Collected data
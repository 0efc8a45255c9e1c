use super::commands::SysexHandler;
use super::parser::SysexParser;
use crate::debugln::debugln;
use parse_midi::Cable;

pub const DEFAULT_TIMEOUT_MS: u16 = 1000;

/** Aborts frames whose sender went quiet, e.g. because the cable was pulled mid-message.
  *
  * Call [`SysexWatchdog::tick`] periodically with the time elapsed since the last call. */
pub struct SysexWatchdog {
	timeout_ms: u16,
	last_activity: [Option<u32>; Cable::COUNT],
	idle_ms: [u16; Cable::COUNT],
}

impl Default for SysexWatchdog {
	fn default() -> SysexWatchdog {
		SysexWatchdog::new(DEFAULT_TIMEOUT_MS)
	}
}

impl SysexWatchdog {
	pub const fn new(timeout_ms: u16) -> SysexWatchdog {
		SysexWatchdog {
			timeout_ms,
			last_activity: [None; Cable::COUNT],
			idle_ms: [0; Cable::COUNT],
		}
	}

	pub fn tick<H: SysexHandler + ?Sized, const PORTS: usize>(&mut self, elapsed_ms: u16, parser: &mut SysexParser<PORTS>, handler: &mut H) {
		for index in 0..Cable::COUNT {
			let cable = Cable::new(index as u8);
			let activity = parser.activity(cable);

			if !parser.in_progress(cable) || activity != self.last_activity[index] {
				self.last_activity[index] = activity;
				self.idle_ms[index] = 0;
				continue;
			}

			self.idle_ms[index] = self.idle_ms[index].saturating_add(elapsed_ms);
			if self.idle_ms[index] >= self.timeout_ms {
				debugln!("sysex: timeout on cable {}", index);
				parser.abort(cable, handler);
				self.idle_ms[index] = 0;
			}
		}
	}
}
impl<const PORTS: usize> SysexParser<PORTS> {
	pub fn new(config: SysexConfig) -> SysexParser<PORTS> {
		SysexParser {
			encoder: SysexEncoder::new(&config),
			config,
			states: [PortState::default(); PORTS],
			locked: None,
		}
	}

	pub fn config(&self) -> &SysexConfig {
		&self.config
	}

	/** Encoder framing with this parser's header and device id. */
	pub fn encoder(&self) -> &SysexEncoder {
		&self.encoder
	}

	fn slot(&self, cable: Cable) -> Option<usize> {
		if let Some(owner) = self.locked {
			if owner != cable {
				return None;
			}
		}
		if PORTS == 1 {
			return Some(0);
		}
		let index = cable.index() as usize;
		if index < PORTS {
			Some(index)
		} else {
			None
		}
	}

	fn reset_slot(&mut self, slot: usize) {
		self.states[slot].reset();
		if PORTS == 1 {
			self.locked = None;
		}
	}

	/** Feeds one byte received on `cable`. Replies (acknowledges, disacknowledges) go to `sink`. */
	pub fn feed<H: SysexHandler + ?Sized>(&mut self, cable: Cable, byte: u8, handler: &mut H, sink: &mut dyn PacketSink) {
		if is_realtime(byte) {
			return;
		}
		let slot = match self.slot(cable) {
			Some(slot) => slot,
			None => return,
		};

		let state = &mut self.states[slot];
		state.activity = state.activity.wrapping_add(1);

		if !state.my_sysex {
			let header = self.config.header.as_slice();
			let position = state.ctr as usize;
			let matched = if position < header.len() {
				byte == header[position]
			} else {
				self.config.matches_device_id(byte)
			};

			if !matched {
				if state.ctr > 0 {
					verboseln!("sysex: header mismatch at {} on cable {}: {:02X}", position, cable.index(), byte);
				}
				state.reset();
			}
			else if position < header.len() {
				state.ctr += 1;
			}
			else {
				state.my_sysex = true;
				state.ctr = 0;
				if PORTS == 1 {
					self.locked = Some(cable);
				}
			}
			return;
		}

		if byte >= 0x80 {
			let command_received = state.cmd;
			self.reset_slot(slot);

			if byte == 0xF7 {
				if command_received {
					self.dispatch(slot, cable, CmdState::End, byte, handler, sink);
				}
			}
			else if command_received {
				debugln!("sysex: message on cable {} cut short by {:02X}", cable.index(), byte);
				handler.aborted(cable);
			}
			return;
		}

		let cmd_state = if state.cmd {
			CmdState::Continue
		} else {
			state.cmd = true;
			CmdState::Begin
		};
		self.dispatch(slot, cable, cmd_state, byte, handler, sink);
	}

	fn dispatch<H: SysexHandler + ?Sized>(&mut self, slot: usize, cable: Cable, state: CmdState, byte: u8, handler: &mut H, sink: &mut dyn PacketSink) {
		let mut reply = Responder::new(&self.encoder, sink, cable);
		if let Err(reason) = handler.command(cable, state, byte, &mut reply) {
			debugln!("sysex: command on cable {} rejected: {:?}", cable.index(), reason);
			reply.disack(reason).ok();
			self.reset_slot(slot);
		}
	}

	/** Feeds the valid bytes of a received packet, tagged with the packet's cable. */
	pub fn feed_packet<H: SysexHandler + ?Sized>(&mut self, packet: UsbMidiPacket, handler: &mut H, sink: &mut dyn PacketSink) {
		for byte in packet.payload() {
			self.feed(packet.cable(), *byte, handler, sink);
		}
	}

	/** Drops whatever `cable` has in progress, as a header mismatch would. Handlers
	  * hear about it through [`SysexHandler::aborted`] if a command had begun. */
	pub fn abort<H: SysexHandler + ?Sized>(&mut self, cable: Cable, handler: &mut H) {
		let slot = match self.slot(cable) {
			Some(slot) => slot,
			None => return,
		};
		let state = self.states[slot];
		if !state.in_progress() {
			return;
		}

		debugln!("sysex: aborting cable {}", cable.index());
		self.reset_slot(slot);
		if state.cmd {
			handler.aborted(cable);
		}
	}

	pub fn state(&self, cable: Cable) -> ParserState {
		let state = match self.slot(cable) {
			Some(slot) => self.states[slot],
			None => return ParserState::AwaitHeader,
		};

		if state.my_sysex {
			ParserState::InMessage { command_received: state.cmd }
		}
		else if state.ctr > 0 {
			ParserState::InHeader(state.ctr)
		}
		else {
			ParserState::AwaitHeader
		}
	}

	pub fn in_progress(&self, cable: Cable) -> bool {
		match self.slot(cable) {
			Some(slot) => self.states[slot].in_progress(),
			None => false,
		}
	}

	/** Wrapping count of the bytes the port has seen. Realtime bytes do not count. */
	pub fn activity(&self, cable: Cable) -> Option<u32> {
		self.slot(cable).map(|slot| self.states[slot].activity)
	}
}
/*! Application-defined SysEx commands: `<header> <device id> <command> <payload...> F7`. */

pub mod commands;
pub mod config;
pub mod encoder;
pub mod parser;
pub mod path_router;
pub mod sevenbit;
pub mod watchdog;

pub use commands::{CmdState, CommandTable, CompletedCommand, Layout, LayoutHandler, PayloadCollector, PingHandler, SysexHandler, TableFull};
pub use config::{ConfigError, DeviceIdMatch, SysexConfig, SysexHeader, BROADCAST_DEVICE_ID, DEFAULT_HEADER};
pub use encoder::{DisackReason, EncodeError, Responder, SharedSink, SysexEncoder, CMD_ACK, CMD_DISACK};
pub use parser::{ParserState, SysexParser};
pub use path_router::{PathNode, PathRouter};
pub use sevenbit::{pack_7bit, packed_len, unpack_7bit, unpacked_len, SevenBitError};
pub use watchdog::SysexWatchdog;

### YOUR TASK
The records above are to be reproduced exactly, with nothing left out.

### ANSWER FOR THE TASK
repository 0efc8a45255c9e1c
use super::commands::SysexHandler;
use super::parser::SysexParser;
use crate::debugln::debugln;
use parse_midi::Cable;

pub const DEFAULT_TIMEOUT_MS: u16 = 1000;

/** Aborts frames whose sender went quiet, e.g. because the cable was pulled mid-message.
  *
  * Call [`SysexWatchdog::tick`] periodically with the time elapsed since the last call. */
pub struct SysexWatchdog {
	timeout_ms: u16,
	last_activity: [Option<u32>; Cable::COUNT],
	idle_ms: [u16; Cable::COUNT],
}

impl Default for SysexWatchdog {
	fn default() -> SysexWatchdog {
		SysexWatchdog::new(DEFAULT_TIMEOUT_MS)
	}
}

impl SysexWatchdog {
	pub const fn new(timeout_ms: u16) -> SysexWatchdog {
		SysexWatchdog {
			timeout_ms,
			last_activity: [None; Cable::COUNT],
			idle_ms: [0; Cable::COUNT],
		}
	}

	pub fn tick<H: SysexHandler + ?Sized, const PORTS: usize>(&mut self, elapsed_ms: u16, parser: &mut SysexParser<PORTS>, handler: &mut H) {
		for index in 0..Cable::COUNT {
			let cable = Cable::new(index as u8);
			let activity = parser.activity(cable);

			if !parser.in_progress(cable) || activity != self.last_activity[index] {
				self.last_activity[index] = activity;
				self.idle_ms[index] = 0;
				continue;
			}

			self.idle_ms[index] = self.idle_ms[index].saturating_add(elapsed_ms);
			if self.idle_ms[index] >= self.timeout_ms {
				debugln!("sysex: timeout on cable {}", index);
				parser.abort(cable, handler);
				self.idle_ms[index] = 0;
			}
		}
	}
}
impl<const PORTS: usize> SysexParser<PORTS> {
	pub fn new(config: SysexConfig) -> SysexParser<PORTS> {
		SysexParser {
			encoder: SysexEncoder::new(&config),
			config,
			states: [PortState::default(); PORTS],
			locked: None,
		}
	}

	pub fn config(&self) -> &SysexConfig {
		&self.config
	}

	/** Encoder framing with this parser's header and device id. */
	pub fn encoder(&self) -> &SysexEncoder {
		&self.encoder
	}

	fn slot(&self, cable: Cable) -> Option<usize> {
		if let Some(owner) = self.locked {
			if owner != cable {
				return None;
			}
		}
		if PORTS == 1 {
			return Some(0);
		}
		let index = cable.index() as usize;
		if index < PORTS {
			Some(index)
		} else {
			None
		}
	}

	fn reset_slot(&mut self, slot: usize) {
		self.states[slot].reset();
		if PORTS == 1 {
			self.locked = None;
		}
	}

	/** Feeds one byte received on `cable`. Replies (acknowledges, disacknowledges) go to `sink`. */
	pub fn feed<H: SysexHandler + ?Sized>(&mut self, cable: Cable, byte: u8, handler: &mut H, sink: &mut dyn PacketSink) {
		if is_realtime(byte) {
			return;
		}
		let slot = match self.slot(cable) {
			Some(slot) => slot,
			None => return,
		};

		let state = &mut self.states[slot];
		state.activity = state.activity.wrapping_add(1);

		if !state.my_sysex {
			let header = self.config.header.as_slice();
			let position = state.ctr as usize;
			let matched = if position < header.len() {
				byte == header[position]
			} else {
				self.config.matches_device_id(byte)
			};

			if !matched {
				if state.ctr > 0 {
					verboseln!("sysex: header mismatch at {} on cable {}: {:02X}", position, cable.index(), byte);
				}
				state.reset();
			}
			else if position < header.len() {
				state.ctr += 1;
			}
			else {
				state.my_sysex = true;
				state.ctr = 0;
				if PORTS == 1 {
					self.locked = Some(cable);
				}
			}
			return;
		}

		if byte >= 0x80 {
			let command_received = state.cmd;
			self.reset_slot(slot);

			if byte == 0xF7 {
				if command_received {
					self.dispatch(slot, cable, CmdState::End, byte, handler, sink);
				}
			}
			else if command_received {
				debugln!("sysex: message on cable {} cut short by {:02X}", cable.index(), byte);
				handler.aborted(cable);
			}
			return;
		}

		let cmd_state = if state.cmd {
			CmdState::Continue
		} else {
			state.cmd = true;
			CmdState::Begin
		};
		self.dispatch(slot, cable, cmd_state, byte, handler, sink);
	}

	fn dispatch<H: SysexHandler + ?Sized>(&mut self, slot: usize, cable: Cable, state: CmdState, byte: u8, handler: &mut H, sink: &mut dyn PacketSink) {
		let mut reply = Responder::new(&self.encoder, sink, cable);
		if let Err(reason) = handler.command(cable, state, byte, &mut reply) {
			debugln!("sysex: command on cable {} rejected: {:?}", cable.index(), reason);
			reply.disack(reason).ok();
			self.reset_slot(slot);
		}
	}

	/** Feeds the valid bytes of a received packet, tagged with the packet's cable. */
	pub fn feed_packet<H: SysexHandler + ?Sized>(&mut self, packet: UsbMidiPacket, handler: &mut H, sink: &mut dyn PacketSink) {
		for byte in packet.payload() {
			self.feed(packet.cable(), *byte, handler, sink);
		}
	}

	/** Drops whatever `cable` has in progress, as a header mismatch would. Handlers
	  * hear about it through [`SysexHandler::aborted`] if a command had begun. */
	pub fn abort<H: SysexHandler + ?Sized>(&mut self, cable: Cable, handler: &mut H) {
		let slot = match self.slot(cable) {
			Some(slot) => slot,
			None => return,
		};
		let state = self.states[slot];
		if !state.in_progress() {
			return;
		}

		debugln!("sysex: aborting cable {}", cable.index());
		self.reset_slot(slot);
		if state.cmd {
			handler.aborted(cable);
		}
	}

	pub fn state(&self, cable: Cable) -> ParserState {
		let state = match self.slot(cable) {
			Some(slot) => self.states[slot],
			None => return ParserState::AwaitHeader,
		};

		if state.my_sysex {
			ParserState::InMessage { command_received: state.cmd }
		}
		else if state.ctr > 0 {
			ParserState::InHeader(state.ctr)
		}
		else {
			ParserState::AwaitHeader
		}
	}

	pub fn in_progress(&self, cable: Cable) -> bool {
		match self.slot(cable) {
			Some(slot) => self.states[slot].in_progress(),
			None => false,
		}
	}

	/** Wrapping count of the bytes the port has seen. Realtime bytes do not count. */
	pub fn activity(&self, cable: Cable) -> Option<u32> {
		self.slot(cable).map(|slot| self.states[slot].activity)
	}
}
/*! Application-defined SysEx commands: `<header> <device id> <command> <payload...> F7`. */

pub mod commands;
pub mod config;
pub mod encoder;
pub mod parser;
pub mod path_router;
pub mod sevenbit;
pub mod watchdog;

pub use commands::{CmdState, CommandTable, CompletedCommand, Layout, LayoutHandler, PayloadCollector, PingHandler, SysexHandler, TableFull};
pub use config::{ConfigError, DeviceIdMatch, SysexConfig, SysexHeader, BROADCAST_DEVICE_ID, DEFAULT_HEADER};
pub use encoder::{DisackReason, EncodeError, Responder, SharedSink, SysexEncoder, CMD_ACK, CMD_DISACK};
pub use parser::{ParserState, SysexParser};
pub use path_router::{PathNode, PathRouter};
pub use sevenbit::{pack_7bit, packed_len, unpack_7bit, unpacked_len, SevenBitError};
pub use watchdog::SysexWatchdog;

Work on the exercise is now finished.